Easing the Burden ASAP
As The Lancet study indicates, there is an urgent need to strengthen mental health services, and again, Israel is no exception. We are duty-bound to bring the greatest good to the greatest number of people precisely because we have a public healthcare system. This means designating more resources within the kupot to increase the availability of mental health services. Additionally, using evidence-based, time-limited modalities in the public healthcare system should be a priority, and should begin with one or all of the following:
- Offer CBT (cognitive behavioral therapy), a standard intervention used in public health care systems. CBT readily lends itself to evidence-based analysis because it sets clear goals and outcomes, irrespective of the diagnosis, both in terms of the reduction of subjective emotional distress and as improvement of objective functioning. It is measurable and definable.
- Provide time-limited, evidence-based therapy. While there are always exceptions, in most cases a three month time frame of treatment with well-defined goals, and evidence-based protocols and skills to improve people’s mental health in the shortest period of time possible should be offered. This is advantageous both for the individual client and the public healthcare system by allowing clinicians to service more clients.
- Provide group therapy. Group therapy offers a unique and powerful dynamic, and it is a clinically and cost effective means of treatment. Additional groups should be established in the public and private healthcare system. We have seen this borne out at the Machon Dvir behavioral health clinic as an adjunct to private therapy and on its own.
There is no one-size-fits-all solution when it comes to mental healthcare
Critics say that CBT is too reductionist and superficial, but given the urgency of the current mental health pandemic we are obligated to find solutions that will serve the needs of as many people as quickly as possible. Employing evidence-based, time limited therapy is the best clinical and cost effective solution, and those fortunate to have additional resources at their disposal will be able to choose longer-term therapies.

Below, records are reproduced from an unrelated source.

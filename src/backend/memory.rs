//! In-memory device
//!
//! Stands in for a terminal in tests: output is captured as a string, input
//! is a queue the test fills, and any device operation can be made to fail
//! once. [`MemoryHandle`] stays usable after the backend has been dropped,
//! so teardown effects can be inspected.

use std::collections::VecDeque;
use std::io;
use std::sync::{Arc, Mutex, MutexGuard, PoisonError};

use super::{Backend, InputPolicy, LineDiscipline};
use crate::config::ScreenConfig;
use crate::message::Message;

/// Device operation that can be made to fail
#[derive(Debug, Clone, Copy, PartialEq, Eq, Hash)]
pub enum Fault {
    ReadDiscipline,
    SetDiscipline,
    Write,
    Flush,
    Poll,
    Open,
    Close,
}

#[derive(Debug)]
struct Device {
    discipline: LineDiscipline,
    /// Every settings value applied, in order
    applied: Vec<LineDiscipline>,
    output: String,
    input: VecDeque<Message>,
    size: (u16, u16),
    open: bool,
    closes: usize,
    faults: Vec<(Fault, io::ErrorKind)>,
}

impl Device {
    fn check(&mut self, fault: Fault) -> io::Result<()> {
        match self.faults.iter().position(|(f, _)| *f == fault) {
            Some(idx) => {
                let (_, kind) = self.faults.remove(idx);
                Err(io::Error::new(kind, format!("injected {:?} fault", fault)))
            }
            None => Ok(()),
        }
    }
}

fn lock(device: &Mutex<Device>) -> MutexGuard<'_, Device> {
    device.lock().unwrap_or_else(PoisonError::into_inner)
}

/// Backend half of an in-memory device
pub struct MemoryBackend {
    device: Arc<Mutex<Device>>,
}

/// Test-side view of an in-memory device
#[derive(Clone)]
pub struct MemoryHandle {
    device: Arc<Mutex<Device>>,
}

impl MemoryBackend {
    /// New 80x24 cooked device
    pub fn new() -> (Self, MemoryHandle) {
        Self::with_discipline(LineDiscipline::COOKED)
    }

    /// New device starting with the given settings
    pub fn with_discipline(discipline: LineDiscipline) -> (Self, MemoryHandle) {
        let device = Arc::new(Mutex::new(Device {
            discipline,
            applied: Vec::new(),
            output: String::new(),
            input: VecDeque::new(),
            size: (80, 24),
            open: false,
            closes: 0,
            faults: Vec::new(),
        }));
        (
            Self {
                device: Arc::clone(&device),
            },
            MemoryHandle { device },
        )
    }
}

impl Backend for MemoryBackend {
    fn line_discipline(&mut self) -> io::Result<LineDiscipline> {
        let mut device = lock(&self.device);
        device.check(Fault::ReadDiscipline)?;
        Ok(device.discipline)
    }

    fn set_line_discipline(&mut self, settings: LineDiscipline) -> io::Result<()> {
        let mut device = lock(&self.device);
        device.check(Fault::SetDiscipline)?;
        device.discipline = settings;
        device.applied.push(settings);
        Ok(())
    }

    fn write(&mut self, text: &str) -> io::Result<()> {
        let mut device = lock(&self.device);
        device.check(Fault::Write)?;
        device.output.push_str(text);
        Ok(())
    }

    fn flush(&mut self) -> io::Result<()> {
        lock(&self.device).check(Fault::Flush)
    }

    fn poll_message(&mut self) -> io::Result<Option<Message>> {
        let mut device = lock(&self.device);
        device.check(Fault::Poll)?;
        Ok(device.input.pop_front())
    }

    fn input_policy(&self) -> InputPolicy {
        InputPolicy::NonBlocking
    }

    fn open(&mut self, _screen: &ScreenConfig) -> io::Result<()> {
        let mut device = lock(&self.device);
        device.check(Fault::Open)?;
        device.open = true;
        Ok(())
    }

    fn close(&mut self, _screen: &ScreenConfig) -> io::Result<()> {
        let mut device = lock(&self.device);
        device.check(Fault::Close)?;
        device.open = false;
        device.closes += 1;
        Ok(())
    }

    fn size(&self) -> io::Result<(u16, u16)> {
        Ok(lock(&self.device).size)
    }
}

impl MemoryHandle {
    /// Queue an input event
    pub fn push_message(&self, message: Message) {
        lock(&self.device).input.push_back(message);
    }

    pub fn pending_messages(&self) -> usize {
        lock(&self.device).input.len()
    }

    /// Everything written so far
    pub fn output(&self) -> String {
        lock(&self.device).output.clone()
    }

    /// Drain the captured output
    pub fn take_output(&self) -> String {
        std::mem::take(&mut lock(&self.device).output)
    }

    /// Current device settings
    pub fn discipline(&self) -> LineDiscipline {
        lock(&self.device).discipline
    }

    /// Settings applied through the backend, in order
    pub fn applied(&self) -> Vec<LineDiscipline> {
        lock(&self.device).applied.clone()
    }

    pub fn is_open(&self) -> bool {
        lock(&self.device).open
    }

    /// Number of completed closes
    pub fn closes(&self) -> usize {
        lock(&self.device).closes
    }

    pub fn set_size(&self, cols: u16, rows: u16) {
        lock(&self.device).size = (cols, rows);
    }

    /// Make the next `fault` operation fail with `kind`
    pub fn fail_next(&self, fault: Fault, kind: io::ErrorKind) {
        lock(&self.device).faults.push((fault, kind));
    }
}

#[cfg(test)]
mod tests {
    use super::*;
    use crate::message::{KeyCode, KeyEvent};

    #[test]
    fn test_output_capture() {
        let (mut backend, handle) = MemoryBackend::new();
        backend.write("abc").unwrap();
        backend.write("def").unwrap();
        assert_eq!(handle.take_output(), "abcdef");
        assert_eq!(handle.output(), "");
    }

    #[test]
    fn test_fault_fires_once() {
        let (mut backend, handle) = MemoryBackend::new();
        handle.fail_next(Fault::Write, io::ErrorKind::BrokenPipe);

        let err = backend.write("lost").unwrap_err();
        assert_eq!(err.kind(), io::ErrorKind::BrokenPipe);
        backend.write("kept").unwrap();
        assert_eq!(handle.output(), "kept");
    }

    #[test]
    fn test_messages_fifo() {
        let (mut backend, handle) = MemoryBackend::new();
        let a = Message::Key(KeyEvent::plain(KeyCode::Char('a')));
        let b = Message::Resize { cols: 10, rows: 5 };
        handle.push_message(a.clone());
        handle.push_message(b.clone());

        assert_eq!(backend.poll_message().unwrap(), Some(a));
        assert_eq!(backend.poll_message().unwrap(), Some(b));
        assert_eq!(backend.poll_message().unwrap(), None);
    }

    #[test]
    fn test_failed_poll_consumes_nothing() {
        let (mut backend, handle) = MemoryBackend::new();
        handle.push_message(Message::FocusGained);
        handle.fail_next(Fault::Poll, io::ErrorKind::Interrupted);

        assert!(backend.poll_message().is_err());
        assert_eq!(handle.pending_messages(), 1);
        assert_eq!(backend.poll_message().unwrap(), Some(Message::FocusGained));
    }

    #[test]
    fn test_handle_outlives_backend() {
        let (mut backend, handle) = MemoryBackend::new();
        backend.set_line_discipline(LineDiscipline::empty()).unwrap();
        drop(backend);
        assert_eq!(handle.discipline(), LineDiscipline::empty());
        assert_eq!(handle.applied(), vec![LineDiscipline::empty()]);
    }
}
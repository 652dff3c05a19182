//! Renderer configuration.
//!
//! Loaded from `$TERMCORE_CONFIG` if set, otherwise `~/.termcore/config.toml`:
//!
//! ```toml
//! [screen]
//! alternate_screen = true
//! hide_cursor = true
//! mouse_capture = false
//! bracketed_paste = true
//! focus_reporting = false
//!
//! [paint]
//! # "full" repaints every frame, "diff" rewrites changed lines only
//! strategy = "diff"
//! synchronized_output = true
//!
//! [input]
//! # "blocking", "non-blocking" or "timeout"
//! policy = "timeout"
//! timeout_ms = 50
//! ```
//!
//! Missing keys take their defaults.

use std::fs;
use std::io;
use std::path::{Path, PathBuf};
use std::time::Duration;

use serde::{Deserialize, Serialize};
use thiserror::Error;

use crate::backend::InputPolicy;

/// Environment variable naming an explicit config file
pub const CONFIG_ENV: &str = "TERMCORE_CONFIG";

#[derive(Error, Debug)]
pub enum ConfigError {
    #[error("failed to read {path}: {source}")]
    Read {
        path: PathBuf,
        #[source]
        source: io::Error,
    },

    #[error("invalid config: {0}")]
    Parse(#[from] toml::de::Error),

    #[error("failed to serialize config: {0}")]
    Serialize(#[from] toml::ser::Error),
}

/// Main configuration
#[derive(Debug, Clone, Default, PartialEq, Eq, Serialize, Deserialize)]
#[serde(default)]
pub struct RendererConfig {
    pub screen: ScreenConfig,
    pub paint: PaintConfig,
    pub input: InputConfig,
}

/// Screen setup applied when a session opens
#[derive(Debug, Clone, PartialEq, Eq, Serialize, Deserialize)]
#[serde(default)]
pub struct ScreenConfig {
    pub alternate_screen: bool,
    pub hide_cursor: bool,
    pub mouse_capture: bool,
    pub bracketed_paste: bool,
    pub focus_reporting: bool,
}

impl Default for ScreenConfig {
    fn default() -> Self {
        Self {
            alternate_screen: true,
            hide_cursor: true,
            mouse_capture: false,
            bracketed_paste: true,
            focus_reporting: false,
        }
    }
}

#[derive(Debug, Clone, Copy, Default, PartialEq, Eq, Serialize, Deserialize)]
#[serde(rename_all = "kebab-case")]
pub enum PaintStrategy {
    /// Clear and repaint the whole frame
    Full,
    /// Rewrite only the lines that changed since the last frame
    #[default]
    Diff,
}

#[derive(Debug, Clone, PartialEq, Eq, Serialize, Deserialize)]
#[serde(default)]
pub struct PaintConfig {
    pub strategy: PaintStrategy,
    /// Bracket each frame with `ESC[?2026h` / `ESC[?2026l`
    pub synchronized_output: bool,
}

impl Default for PaintConfig {
    fn default() -> Self {
        Self {
            strategy: PaintStrategy::Diff,
            synchronized_output: true,
        }
    }
}

#[derive(Debug, Clone, Copy, Default, PartialEq, Eq, Serialize, Deserialize)]
#[serde(rename_all = "kebab-case")]
pub enum PolicyKind {
    Blocking,
    NonBlocking,
    #[default]
    Timeout,
}

#[derive(Debug, Clone, PartialEq, Eq, Serialize, Deserialize)]
#[serde(default)]
pub struct InputConfig {
    pub policy: PolicyKind,
    /// Wait used by the `timeout` policy
    pub timeout_ms: u64,
}

impl Default for InputConfig {
    fn default() -> Self {
        Self {
            policy: PolicyKind::Timeout,
            timeout_ms: 50,
        }
    }
}

impl InputConfig {
    pub fn policy(&self) -> InputPolicy {
        match self.policy {
            PolicyKind::Blocking => InputPolicy::Blocking,
            PolicyKind::NonBlocking => InputPolicy::NonBlocking,
            PolicyKind::Timeout => InputPolicy::Timeout(Duration::from_millis(self.timeout_ms)),
        }
    }
}

impl RendererConfig {
    /// Load configuration from the default location, falling back to defaults
    pub fn load() -> Self {
        let Some(path) = Self::get_config_path() else {
            return Self::default();
        };
        if !path.exists() {
            return Self::default();
        }
        match Self::load_from(&path) {
            Ok(config) => config,
            Err(e) => {
                tracing::warn!("ignoring config {}: {}", path.display(), e);
                Self::default()
            }
        }
    }

    pub fn load_from(path: &Path) -> Result<Self, ConfigError> {
        let content = fs::read_to_string(path).map_err(|source| ConfigError::Read {
            path: path.to_path_buf(),
            source,
        })?;
        Self::from_toml_str(&content)
    }

    pub fn from_toml_str(content: &str) -> Result<Self, ConfigError> {
        Ok(toml::from_str(content)?)
    }

    pub fn to_toml_string(&self) -> Result<String, ConfigError> {
        Ok(toml::to_string_pretty(self)?)
    }

    /// Get config file path
    fn get_config_path() -> Option<PathBuf> {
        if let Some(explicit) = std::env::var_os(CONFIG_ENV) {
            return Some(PathBuf::from(explicit));
        }
        home_dir().map(|home| home.join(".termcore").join("config.toml"))
    }
}

fn home_dir() -> Option<PathBuf> {
    std::env::var_os("USERPROFILE")
        .or_else(|| std::env::var_os("HOME"))
        .map(PathBuf::from)
}
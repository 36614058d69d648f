//! SQL text generation for the diffing engine.
//!
//! Builds the aggregate checksum query, the ordered row fetch, the key-range
//! probe, checkpoint selection/filtering, and the joindiff preamble checks.
//! Everything engine-specific goes through the [`Dialect`] trait, so the same
//! builders serve every supported engine.

use crate::dialect::Dialect;
use crate::error::{DiffError, Result};
use crate::segment::{KeyValue, TablePath, TableSegment};

/// Quote a qualified table path.
pub fn quote_path(dialect: &dyn Dialect, path: &TablePath) -> String {
    path.0
        .iter()
        .map(|part| dialect.quote_ident(part))
        .collect::<Vec<_>>()
        .join(".")
}

/// Canonical-text expression for one column of the segment.
fn normalized_column(dialect: &dyn Dialect, segment: &TableSegment, column: &str) -> Result<String> {
    let schema = segment
        .schema
        .as_ref()
        .ok_or_else(|| DiffError::backend("segment schema not bound"))?;
    let ty = schema.column_type(column).ok_or_else(|| DiffError::UnknownColumn {
        table: segment.path.to_string(),
        column: column.to_string(),
    })?;
    dialect.normalize_expr(column, ty)
}

/// WHERE conditions for a segment: key range (inclusive min, exclusive max),
/// update-column age bounds, and the caller's opaque predicate.
pub fn where_conditions(dialect: &dyn Dialect, segment: &TableSegment) -> Vec<String> {
    let mut conds = Vec::new();

    if !segment.key_columns.is_empty() {
        let key_col = &segment.bound().key_columns[0];
        let key_ty = &segment.key_types()[0];
        let order_expr = dialect.key_order_expr(key_col, key_ty);
        if let Some(min) = &segment.min_key {
            conds.push(format!("{} >= {}", order_expr, min.to_sql_literal()));
        }
        if let Some(max) = &segment.max_key {
            conds.push(format!("{} < {}", order_expr, max.to_sql_literal()));
        }
    }

    if let Some(update_col) = &segment.bound().update_column {
        let quoted = dialect.quote_ident(update_col);
        if let Some(min) = &segment.min_update {
            conds.push(format!("{} >= {}", quoted, dialect.timestamp_literal(min)));
        }
        if let Some(max) = &segment.max_update {
            conds.push(format!("{} < {}", quoted, dialect.timestamp_literal(max)));
        }
    }

    if let Some(pred) = &segment.where_clause {
        conds.push(format!("({})", pred));
    }

    conds
}

fn where_sql(dialect: &dyn Dialect, segment: &TableSegment) -> String {
    let conds = where_conditions(dialect, segment);
    if conds.is_empty() {
        String::new()
    } else {
        format!("\nWHERE {}", conds.join(" AND "))
    }
}

/// Per-row hash expression: MD5 over the separator-joined canonical text of
/// every compared column.
pub fn row_hash_expr(dialect: &dyn Dialect, segment: &TableSegment) -> Result<String> {
    let cols = segment.relevant_columns();
    let mut normalized = Vec::with_capacity(cols.len());
    for c in &cols {
        normalized.push(normalized_column(dialect, segment, c)?);
    }
    let concatenated = if normalized.len() == 1 {
        normalized.into_iter().next().unwrap()
    } else {
        dialect.concat_ws(&normalized)
    };
    Ok(dialect.md5_hex(&concatenated))
}

/// Aggregate query computing `(row_count, checksum)` over a segment in one pass.
pub fn count_and_checksum_query(dialect: &dyn Dialect, segment: &TableSegment) -> Result<String> {
    let fold = dialect.checksum_fold(&row_hash_expr(dialect, segment)?);
    Ok(format!(
        "SELECT COUNT(*) AS row_count, {fold} AS checksum\nFROM {table}{filter}",
        fold = dialect.to_text(&fold),
        table = quote_path(dialect, &segment.path),
        filter = where_sql(dialect, segment),
    ))
}

/// Ordered fetch of the segment's canonical-text rows.
pub fn rows_query(dialect: &dyn Dialect, segment: &TableSegment) -> Result<String> {
    let cols = segment.relevant_columns();
    let mut projections = Vec::with_capacity(cols.len());
    for c in &cols {
        projections.push(normalized_column(dialect, segment, c)?);
    }
    let key_types = segment.key_types();
    let order = segment
        .bound()
        .key_columns
        .iter()
        .zip(&key_types)
        .map(|(k, ty)| dialect.key_order_expr(k, ty))
        .collect::<Vec<_>>()
        .join(", ");
    Ok(format!(
        "SELECT {projection}\nFROM {table}{filter}\nORDER BY {order}",
        projection = projections.join(", "),
        table = quote_path(dialect, &segment.path),
        filter = where_sql(dialect, segment),
        order = order,
    ))
}

/// Canonical min/max of the leading key column, for initial bounds resolution.
///
/// The text cast is applied after the aggregate, so the MIN/MAX scan can
/// stay on the key index.
pub fn key_range_query(dialect: &dyn Dialect, segment: &TableSegment) -> Result<String> {
    let key_col = &segment.bound().key_columns[0];
    let quoted = dialect.quote_ident(key_col);
    Ok(format!(
        "SELECT {min_expr} AS min_key, {max_expr} AS max_key\nFROM {table}{filter}",
        min_expr = dialect.to_text(&format!("MIN({})", quoted)),
        max_expr = dialect.to_text(&format!("MAX({})", quoted)),
        table = quote_path(dialect, &segment.path),
        filter = where_sql(dialect, segment),
    ))
}

/// Rank-based checkpoint selection: the lower bound of each NTILE bucket
/// after the first. Returns `n - 1` interior checkpoints for `n` children.
/// Ties resolve to the smallest value in the bucket.
pub fn checkpoints_query(dialect: &dyn Dialect, segment: &TableSegment, children: usize) -> String {
    let key_col = &segment.bound().key_columns[0];
    let key_ty = &segment.key_types()[0];
    let order_expr = dialect.key_order_expr(key_col, key_ty);
    let quoted = dialect.quote_ident(key_col);
    format!(
        "SELECT {ckpt} AS checkpoint\nFROM (\n  SELECT {quoted} AS k, NTILE({children}) OVER (ORDER BY {order_expr}) AS bucket\n  FROM {table}{filter}\n) ranked\nWHERE bucket > 1\nGROUP BY bucket\nORDER BY 1",
        ckpt = dialect.to_text("MIN(k)"),
        quoted = quoted,
        children = children,
        order_expr = order_expr,
        table = quote_path(dialect, &segment.path),
        filter = where_sql(dialect, segment),
    )
}

/// Fallback checkpoint probe for engines without NTILE: the key at a given
/// rank offset within the segment.
pub fn checkpoint_at_offset_query(
    dialect: &dyn Dialect,
    segment: &TableSegment,
    offset: u64,
) -> String {
    let key_col = &segment.bound().key_columns[0];
    let key_ty = &segment.key_types()[0];
    let order_expr = dialect.key_order_expr(key_col, key_ty);
    let quoted = dialect.quote_ident(key_col);
    format!(
        "SELECT {ckpt} AS checkpoint\nFROM {table}{filter}\nORDER BY {order_expr}\nLIMIT 1 OFFSET {offset}",
        ckpt = dialect.to_text(&quoted),
        table = quote_path(dialect, &segment.path),
        filter = where_sql(dialect, segment),
        order_expr = order_expr,
        offset = offset,
    )
}

/// Which of the candidate checkpoints exist on this side (checkpoint filter).
pub fn checkpoint_filter_query(
    dialect: &dyn Dialect,
    segment: &TableSegment,
    candidates: &[KeyValue],
) -> String {
    let key_col = &segment.bound().key_columns[0];
    let quoted = dialect.quote_ident(key_col);
    let values = candidates
        .iter()
        .map(|c| c.to_sql_literal())
        .collect::<Vec<_>>()
        .join(", ");
    let mut conds = where_conditions(dialect, segment);
    conds.push(format!("{} IN ({})", quoted, values));
    format!(
        "SELECT DISTINCT {ckpt} AS checkpoint\nFROM {table}\nWHERE {conds}",
        ckpt = dialect.to_text(&quoted),
        table = quote_path(dialect, &segment.path),
        conds = conds.join(" AND "),
    )
}

/// Joindiff preamble: total vs. distinct key count; unequal means duplicates.
pub fn unique_key_query(dialect: &dyn Dialect, segment: &TableSegment) -> String {
    let keys = &segment.bound().key_columns;
    let key_expr = if keys.len() == 1 {
        dialect.quote_ident(&keys[0])
    } else {
        let quoted: Vec<String> = keys.iter().map(|k| dialect.quote_ident(k)).collect();
        dialect.concat_ws(&quoted)
    };
    format!(
        "SELECT COUNT(*) AS total, COUNT(DISTINCT {key_expr}) AS distinct_total\nFROM {table}{filter}",
        key_expr = key_expr,
        table = quote_path(dialect, &segment.path),
        filter = where_sql(dialect, segment),
    )
}

/// Joindiff preamble: any NULL in a key column.
pub fn null_key_query(dialect: &dyn Dialect, segment: &TableSegment) -> String {
    let null_conds = segment
        .bound()
        .key_columns
        .iter()
        .map(|k| format!("{} IS NULL", dialect.quote_ident(k)))
        .collect::<Vec<_>>()
        .join(" OR ");
    let mut conds = where_conditions(dialect, segment);
    conds.push(format!("({})", null_conds));
    format!(
        "SELECT COUNT(*) AS null_keys\nFROM {table}\nWHERE {conds}",
        table = quote_path(dialect, &segment.path),
        conds = conds.join(" AND "),
    )
}

#[cfg(test)]
mod tests {
    use super::*;
    use crate::dialect::{DialectImpl, PostgresDialect};
    use crate::schema::{bind_columns, ColumnType, Schema};
    use crate::segment::TablePath;

    fn bound_segment() -> TableSegment {
        let schema = Schema::new(
            vec![
                ("id".into(), ColumnType::Integer),
                ("updated_at".into(), ColumnType::Timestamp { precision: 3, with_timezone: false }),
                ("status".into(), ColumnType::Text),
            ],
            false,
        );
        let bound = bind_columns(
            "public.orders",
            &schema,
            &["id".into()],
            Some("updated_at"),
            &["status".into()],
        )
        .unwrap();
        let mut seg = TableSegment::new(
            TablePath::parse("public.orders").unwrap(),
            vec!["id".into()],
        )
        .with_update_column("updated_at")
        .with_key_bounds(Some(KeyValue::Int(100)), Some(KeyValue::Int(200)));
        seg.schema = Some(schema);
        seg.bound = Some(bound);
        seg
    }

    #[test]
    fn test_count_and_checksum_query_structure() {
        let d = DialectImpl::Postgres(PostgresDialect::new());
        let seg = bound_segment();
        let sql = count_and_checksum_query(&d, &seg).unwrap();

        assert!(sql.contains("COUNT(*)"));
        assert!(sql.contains("MD5"));
        assert!(sql.contains("SUM"));
        assert!(sql.contains("\"public\".\"orders\""));
        assert!(sql.contains("\"id\" >= 100"));
        assert!(sql.contains("\"id\" < 200"));
    }

    #[test]
    fn test_rows_query_orders_by_key() {
        let d = DialectImpl::Postgres(PostgresDialect::new());
        let seg = bound_segment();
        let sql = rows_query(&d, &seg).unwrap();
        assert!(sql.contains("ORDER BY \"id\""));
        // All three relevant columns projected
        assert_eq!(sql.matches("COALESCE").count(), 3);
    }

    #[test]
    fn test_checkpoints_query_uses_ntile() {
        let d = DialectImpl::Postgres(PostgresDialect::new());
        let seg = bound_segment();
        let sql = checkpoints_query(&d, &seg, 8);
        assert!(sql.contains("NTILE(8)"));
        assert!(sql.contains("bucket > 1"));
        assert!(sql.contains("MIN(k)"));
    }

    #[test]
    fn test_checkpoint_filter_query_includes_candidates() {
        let d = DialectImpl::Postgres(PostgresDialect::new());
        let seg = bound_segment();
        let sql =
            checkpoint_filter_query(&d, &seg, &[KeyValue::Int(120), KeyValue::Int(150)]);
        assert!(sql.contains("IN (120, 150)"));
        assert!(sql.contains("DISTINCT"));
    }

    #[test]
    fn test_unique_key_query_counts_distinct() {
        let d = DialectImpl::Postgres(PostgresDialect::new());
        let seg = bound_segment();
        let sql = unique_key_query(&d, &seg);
        assert!(sql.contains("COUNT(DISTINCT \"id\")"));
    }

    #[test]
    fn test_where_includes_age_filter() {
        let d = DialectImpl::Postgres(PostgresDialect::new());
        let mut seg = bound_segment();
        seg.min_update = Some(chrono::Utc::now());
        let conds = where_conditions(&d, &seg);
        assert!(conds.iter().any(|c| c.contains("\"updated_at\" >=")));
    }
}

As we have seen with many aspects of this pandemic, balancing the rights and wants of the individual with the needs of the overall public is an inherent dialectic, and inevitably, there will be shortfalls and limitations. Mental health professionals have a duty of care to reduce levels of distress and improve the functioning of society. It is our responsibility to ensure that everyone who seeks out mental health services is given that opportunity on some level and in a timely manner.
The writer is a board-certified adult psychiatrist who trained at Hadassah University Hospital. He is founder and director of Machon Dvir, a clinic that specializes in DBT, and a member of the Israel Medical Association (IMA), the Israel Psychiatric Association, and is a registered medical practitioner with the Australian Health Practitioner Regulation Agency. He is co-author, with Rabbi Yoni Rosensweig, of the soon to be published volume, Nafshi B’Sheelati, a book that deals with the interface of mental health and Jewish law.